# What is this??? it looks awesome :)



## Skollie (30/11/15)

saw this while strolling around the forums?

any idea what it is?


----------



## zadiac (30/11/15)

That's a black oak 26650 mod. They're cheap at Fasttech.


----------



## blujeenz (30/11/15)

Looks like a homemade atty with polycarbonate tubing aka Scubabatdan Genesis type atty, but that mod seems to be production with the laser engraving on the side.
Try searching "*Kato* *style mod" *it has a banner across the globe as the engraving.







Edit 
6mins too slow, but yes a Black oak 26650, anyhow its an academic study of using google, I guess.

Reactions: Like 1


----------



## Skollie (30/11/15)

awesome  im waiting for my envy 22 from them its a similar type look with the tank in the cage.


----------



## zadiac (30/11/15)

Like I said, it's a Black Oak Styled mod.

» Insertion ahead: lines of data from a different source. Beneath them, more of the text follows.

use chrono::{DateTime, Utc};
use serde::{Deserialize, Serialize};

use crate::ids::{ApiKeyId, CollectionId, GameId, PlatformId, UserId};

/// A named external game source (storefront, launcher, emulator frontend).
///
/// Name equality is the sole identity key: a platform is created on first
/// reference by name and never duplicated or silently renamed while games,
/// API keys, or live scans still point at it.
#[derive(Debug, Clone, PartialEq, Eq, Serialize, Deserialize)]
pub struct Platform {
    pub id: PlatformId,
    pub name: String,
    pub created_at: DateTime<Utc>,
    pub updated_at: DateTime<Utc>,
}

/// A catalogued game, owned by exactly one platform.
#[derive(Debug, Clone, PartialEq, Serialize, Deserialize)]
pub struct Game {
    pub id: GameId,
    #[serde(skip_serializing_if = "Option::is_none")]
    pub appid: Option<i64>,
    pub title: String,
    pub platform: Platform,
    pub genre: String,
    pub tags: Vec<String>,
    #[serde(skip_serializing_if = "Option::is_none")]
    pub release_date: Option<String>,
    #[serde(skip_serializing_if = "Option::is_none")]
    pub playtime_minutes: Option<i64>,
    #[serde(skip_serializing_if = "Option::is_none")]
    pub installed_path: Option<String>,
    #[serde(skip_serializing_if = "Option::is_none")]
    pub application_file: Option<String>,
    pub created_at: DateTime<Utc>,
    pub updated_at: DateTime<Utc>,
}

/// Insertion payload for a game. The platform is referenced by name and
/// resolved (or created) at insert time; a missing genre defaults to
/// `"Unknown"` in the store.
#[derive(Debug, Clone, Default, PartialEq, Serialize, Deserialize)]
pub struct NewGame {
    pub appid: Option<i64>,
    pub title: String,
    pub platform: String,
    pub genre: Option<String>,
    #[serde(default)]
    pub tags: Vec<String>,
    pub release_date: Option<String>,
    pub playtime_minutes: Option<i64>,
    pub installed_path: Option<String>,
    pub application_file: Option<String>,
}

impl NewGame {
    pub fn new(title: impl Into<String>, platform: impl Into<String>) -> Self {
        Self {
            title: title.into(),
            platform: platform.into(),
            ..Default::default()
        }
    }
}

/// Partial update for a game; `None` fields keep their current value.
#[derive(Debug, Clone, Default, PartialEq, Serialize, Deserialize)]
pub struct GamePatch {
    pub appid: Option<i64>,
    pub title: Option<String>,
    pub platform: Option<String>,
    pub genre: Option<String>,
    pub tags: Option<Vec<String>>,
    pub release_date: Option<String>,
    pub playtime_minutes: Option<i64>,
    pub installed_path: Option<String>,
    pub application_file: Option<String>,
}

#[derive(Debug, Clone, PartialEq, Eq, Serialize, Deserialize)]
pub struct Collection {
    pub id: CollectionId,
    pub name: String,
    pub created_at: DateTime<Utc>,
    pub updated_at: DateTime<Utc>,
}

#[derive(Debug, Clone, PartialEq, Serialize, Deserialize)]
pub struct CollectionWithGames {
    #[serde(flatten)]
    pub collection: Collection,
    pub games: Vec<Game>,
}

#[derive(Debug, Clone, PartialEq, Eq, Serialize, Deserialize)]
pub struct User {
    pub id: UserId,
    pub name: String,
    pub created_at: DateTime<Utc>,
    pub updated_at: DateTime<Utc>,
}

/// A stored credential for one platform integration, owned by a user.
#[derive(Debug, Clone, PartialEq, Eq, Serialize, Deserialize)]
pub struct ApiKey {
    pub id: ApiKeyId,
    pub user_id: UserId,
    pub platform: Platform,
    #[serde(skip_serializing_if = "Option::is_none")]
    pub client_id: Option<String>,
    pub key: String,
    pub created_at: DateTime<Utc>,
    pub updated_at: DateTime<Utc>,
}

/// Creation payload for an API key. User and platform are referenced by name
/// and created on first use.
#[derive(Debug, Clone, PartialEq, Eq, Serialize, Deserialize)]
pub struct NewApiKey {
    pub user: String,
    pub platform: String,
    pub client_id: Option<String>,
    pub key: String,
}
use thiserror::Error;

#[derive(Error, Debug)]
pub enum CatalogError {
    #[error("database error: {0}")]
    Database(#[from] sqlx::Error),

    #[error("serialization error: {0}")]
    Serialization(#[from] serde_json::Error),

    #[error("no scanner registered for platform: {0}")]
    NoScannerRegistered(String),

    #[error("platform {0:?} is still referenced and cannot be deleted")]
    PlatformInUse(String),

    #[error("{0} not found")]
    NotFound(String),

    #[error("internal error: {0}")]
    Internal(String),
}

pub type Result<T> = std::result::Result<T, CatalogError>;
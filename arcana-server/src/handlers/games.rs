use arcana_model::{Game, GameId, GamePatch, NewGame};
use axum::{
    Json,
    extract::{Path, State},
    http::StatusCode,
    response::IntoResponse,
};

use crate::errors::{AppError, AppResult};
use crate::state::AppState;

pub async fn list(State(state): State<AppState>) -> AppResult<Json<Vec<Game>>> {
    Ok(Json(state.catalog.games().list().await?))
}

pub async fn get(
    State(state): State<AppState>,
    Path(id): Path<i64>,
) -> AppResult<Json<Game>> {
    state
        .catalog
        .games()
        .get(GameId(id))
        .await?
        .map(Json)
        .ok_or_else(|| AppError::not_found(format!("game {id}")))
}

pub async fn create(
    State(state): State<AppState>,
    Json(new): Json<NewGame>,
) -> AppResult<impl IntoResponse> {
    if new.title.trim().is_empty() {
        return Err(AppError::bad_request("title must not be empty"));
    }
    let game = state.catalog.games().insert(new).await?;
    Ok((StatusCode::CREATED, Json(game)))
}

pub async fn update(
    State(state): State<AppState>,
    Path(id): Path<i64>,
    Json(patch): Json<GamePatch>,
) -> AppResult<Json<Game>> {
    Ok(Json(state.catalog.games().update(GameId(id), patch).await?))
}

pub async fn remove(
    State(state): State<AppState>,
    Path(id): Path<i64>,
) -> AppResult<StatusCode> {
    state.catalog.games().delete(GameId(id)).await?;
    Ok(StatusCode::NO_CONTENT)
}

/// Distinct genres across the catalog, sorted.
pub async fn genres(
    State(state): State<AppState>,
) -> AppResult<Json<Vec<String>>> {
    Ok(Json(state.catalog.games().list_distinct_genres().await?))
}
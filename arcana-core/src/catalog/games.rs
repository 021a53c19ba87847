use arcana_model::{Game, GameId, GamePatch, NewGame, Platform, PlatformId};
use chrono::{DateTime, Utc};
use sqlx::SqlitePool;

use super::platforms::PlatformRepository;
use crate::{CatalogError, Result};

#[derive(Debug, Clone, sqlx::FromRow)]
pub(crate) struct GameRow {
    pub id: i64,
    pub appid: Option<i64>,
    pub title: String,
    pub platform_id: i64,
    pub genre: String,
    pub tags: Option<String>,
    pub release_date: Option<String>,
    pub playtime_minutes: Option<i64>,
    pub installed_path: Option<String>,
    pub application_file: Option<String>,
    pub created_at: DateTime<Utc>,
    pub updated_at: DateTime<Utc>,
}

const GAME_COLUMNS: &str = "id, appid, title, platform_id, genre, tags, \
     release_date, playtime_minutes, installed_path, application_file, \
     created_at, updated_at";

fn decode_tags(raw: Option<&str>) -> Result<Vec<String>> {
    match raw {
        Some(text) if !text.is_empty() => Ok(serde_json::from_str(text)?),
        _ => Ok(Vec::new()),
    }
}

#[derive(Debug, Clone)]
pub struct GameRepository {
    pool: SqlitePool,
}

impl GameRepository {
    pub fn new(pool: SqlitePool) -> Self {
        Self { pool }
    }

    fn platforms(&self) -> PlatformRepository {
        PlatformRepository::new(self.pool.clone())
    }

    async fn assemble(&self, row: GameRow) -> Result<Game> {
        let platform = self
            .platforms()
            .get(PlatformId(row.platform_id))
            .await?
            .ok_or_else(|| {
                CatalogError::Internal(format!(
                    "game {} references missing platform {}",
                    row.id, row.platform_id
                ))
            })?;
        Ok(Game {
            id: GameId(row.id),
            appid: row.appid,
            title: row.title,
            platform,
            genre: row.genre,
            tags: decode_tags(row.tags.as_deref())?,
            release_date: row.release_date,
            playtime_minutes: row.playtime_minutes,
            installed_path: row.installed_path,
            application_file: row.application_file,
            created_at: row.created_at,
            updated_at: row.updated_at,
        })
    }

    /// Insert a game, resolving (or creating) its platform by name. The
    /// genre defaults to `"Unknown"` when the payload omits one; a duplicate
    /// (title, platform) pair is rejected by the unique constraint.
    pub async fn insert(&self, new: NewGame) -> Result<Game> {
        let platform = self.platforms().get_or_create(&new.platform).await?;
        self.insert_for_platform(new, &platform).await
    }

    /// Insert variant for callers that already resolved the platform row.
    pub async fn insert_for_platform(
        &self,
        new: NewGame,
        platform: &Platform,
    ) -> Result<Game> {
        let tags = serde_json::to_string(&new.tags)?;
        let genre = new.genre.unwrap_or_else(|| "Unknown".to_string());
        let now = Utc::now();

        let result = sqlx::query(
            "INSERT INTO games (appid, title, platform_id, genre, tags, \
             release_date, playtime_minutes, installed_path, \
             application_file, created_at, updated_at)
             VALUES (?1, ?2, ?3, ?4, ?5, ?6, ?7, ?8, ?9, ?10, ?10)",
        )
        .bind(new.appid)
        .bind(&new.title)
        .bind(platform.id.as_i64())
        .bind(&genre)
        .bind(&tags)
        .bind(&new.release_date)
        .bind(new.playtime_minutes)
        .bind(&new.installed_path)
        .bind(&new.application_file)
        .bind(now)
        .execute(&self.pool)
        .await?;

        let id = GameId(result.last_insert_rowid());
        self.get(id).await?.ok_or_else(|| {
            CatalogError::Internal(format!("inserted game {id} vanished"))
        })
    }

    /// Dedupe pre-check: is there already a game with this exact title on
    /// this platform? The (title, platform) pair is the documented dedupe
    /// key for ingestion.
    pub async fn exists(
        &self,
        title: &str,
        platform_id: PlatformId,
    ) -> Result<bool> {
        let present: i64 = sqlx::query_scalar(
            "SELECT EXISTS(SELECT 1 FROM games WHERE title = ?1 AND platform_id = ?2)",
        )
        .bind(title)
        .bind(platform_id.as_i64())
        .fetch_one(&self.pool)
        .await?;
        Ok(present != 0)
    }

    pub async fn get(&self, id: GameId) -> Result<Option<Game>> {
        let sql = format!("SELECT {GAME_COLUMNS} FROM games WHERE id = ?1");
        let row = sqlx::query_as::<_, GameRow>(&sql)
            .bind(id.as_i64())
            .fetch_optional(&self.pool)
            .await?;
        match row {
            Some(row) => Ok(Some(self.assemble(row).await?)),
            None => Ok(None),
        }
    }

    pub async fn list(&self) -> Result<Vec<Game>> {
        let sql = format!("SELECT {GAME_COLUMNS} FROM games ORDER BY title ASC");
        let rows = sqlx::query_as::<_, GameRow>(&sql)
            .fetch_all(&self.pool)
            .await?;
        let mut games = Vec::with_capacity(rows.len());
        for row in rows {
            games.push(self.assemble(row).await?);
        }
        Ok(games)
    }

    pub async fn count(&self) -> Result<i64> {
        let count: i64 = sqlx::query_scalar("SELECT COUNT(*) FROM games")
            .fetch_one(&self.pool)
            .await?;
        Ok(count)
    }

    /// Apply a partial update; `None` fields keep their stored value.
    pub async fn update(&self, id: GameId, patch: GamePatch) -> Result<Game> {
        let existing = self
            .get(id)
            .await?
            .ok_or_else(|| CatalogError::NotFound(format!("game {id}")))?;

        let platform = match patch.platform {
            Some(name) => self.platforms().get_or_create(&name).await?,
            None => existing.platform,
        };
        let tags =
            serde_json::to_string(&patch.tags.unwrap_or(existing.tags))?;
        let now = Utc::now();

        sqlx::query(
            "UPDATE games SET
                appid = ?1,
                title = ?2,
                platform_id = ?3,
                genre = ?4,
                tags = ?5,
                release_date = ?6,
                playtime_minutes = ?7,
                installed_path = ?8,
                application_file = ?9,
                updated_at = ?10
             WHERE id = ?11",
        )
        .bind(patch.appid.or(existing.appid))
        .bind(patch.title.unwrap_or(existing.title))
        .bind(platform.id.as_i64())
        .bind(patch.genre.unwrap_or(existing.genre))
        .bind(&tags)
        .bind(patch.release_date.or(existing.release_date))
        .bind(patch.playtime_minutes.or(existing.playtime_minutes))
        .bind(patch.installed_path.or(existing.installed_path))
        .bind(patch.application_file.or(existing.application_file))
        .bind(now)
        .bind(id.as_i64())
        .execute(&self.pool)
        .await?;

        self.get(id).await?.ok_or_else(|| {
            CatalogError::Internal(format!("updated game {id} vanished"))
        })
    }

    pub async fn delete(&self, id: GameId) -> Result<()> {
        let result = sqlx::query("DELETE FROM games WHERE id = ?1")
            .bind(id.as_i64())
            .execute(&self.pool)
            .await?;
        if result.rows_affected() == 0 {
            return Err(CatalogError::NotFound(format!("game {id}")));
        }
        Ok(())
    }

    pub async fn list_distinct_genres(&self) -> Result<Vec<String>> {
        let genres: Vec<(String,)> = sqlx::query_as(
            "SELECT DISTINCT genre FROM games ORDER BY genre",
        )
        .fetch_all(&self.pool)
        .await?;
        Ok(genres.into_iter().map(|(g,)| g).collect())
    }
}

https://www.fasttech.com/products/0/10013002/2762701-black-oak-styled-26650-mechanical-mod

Here is the Kato styled mod:

https://www.fasttech.com/products/0/10009434/1910202-kato-styled-18500-mechanical-mod

The black oak is better. It uses a 26650 battery, where the Kato uses an 18500 battery.

Reactions: Like 1


----------



## Tom. F (30/11/15)

blujeenz said:


> Looks like a homemade atty with polycarbonate tubing aka Scubabatdan Genesis type atty, but that mod seems to be production with the laser engraving on the side.
> Try searching "*Kato* *style mod" *it has a banner across the globe as the engraving.
> 
> 
> ...


It actually looks to me like an Aqua V2 with the polycarbonate tank fitted.


----------



## BumbleBee (30/11/15)

The atty is a Kayfun Lite 

Edit: the second pic one


----------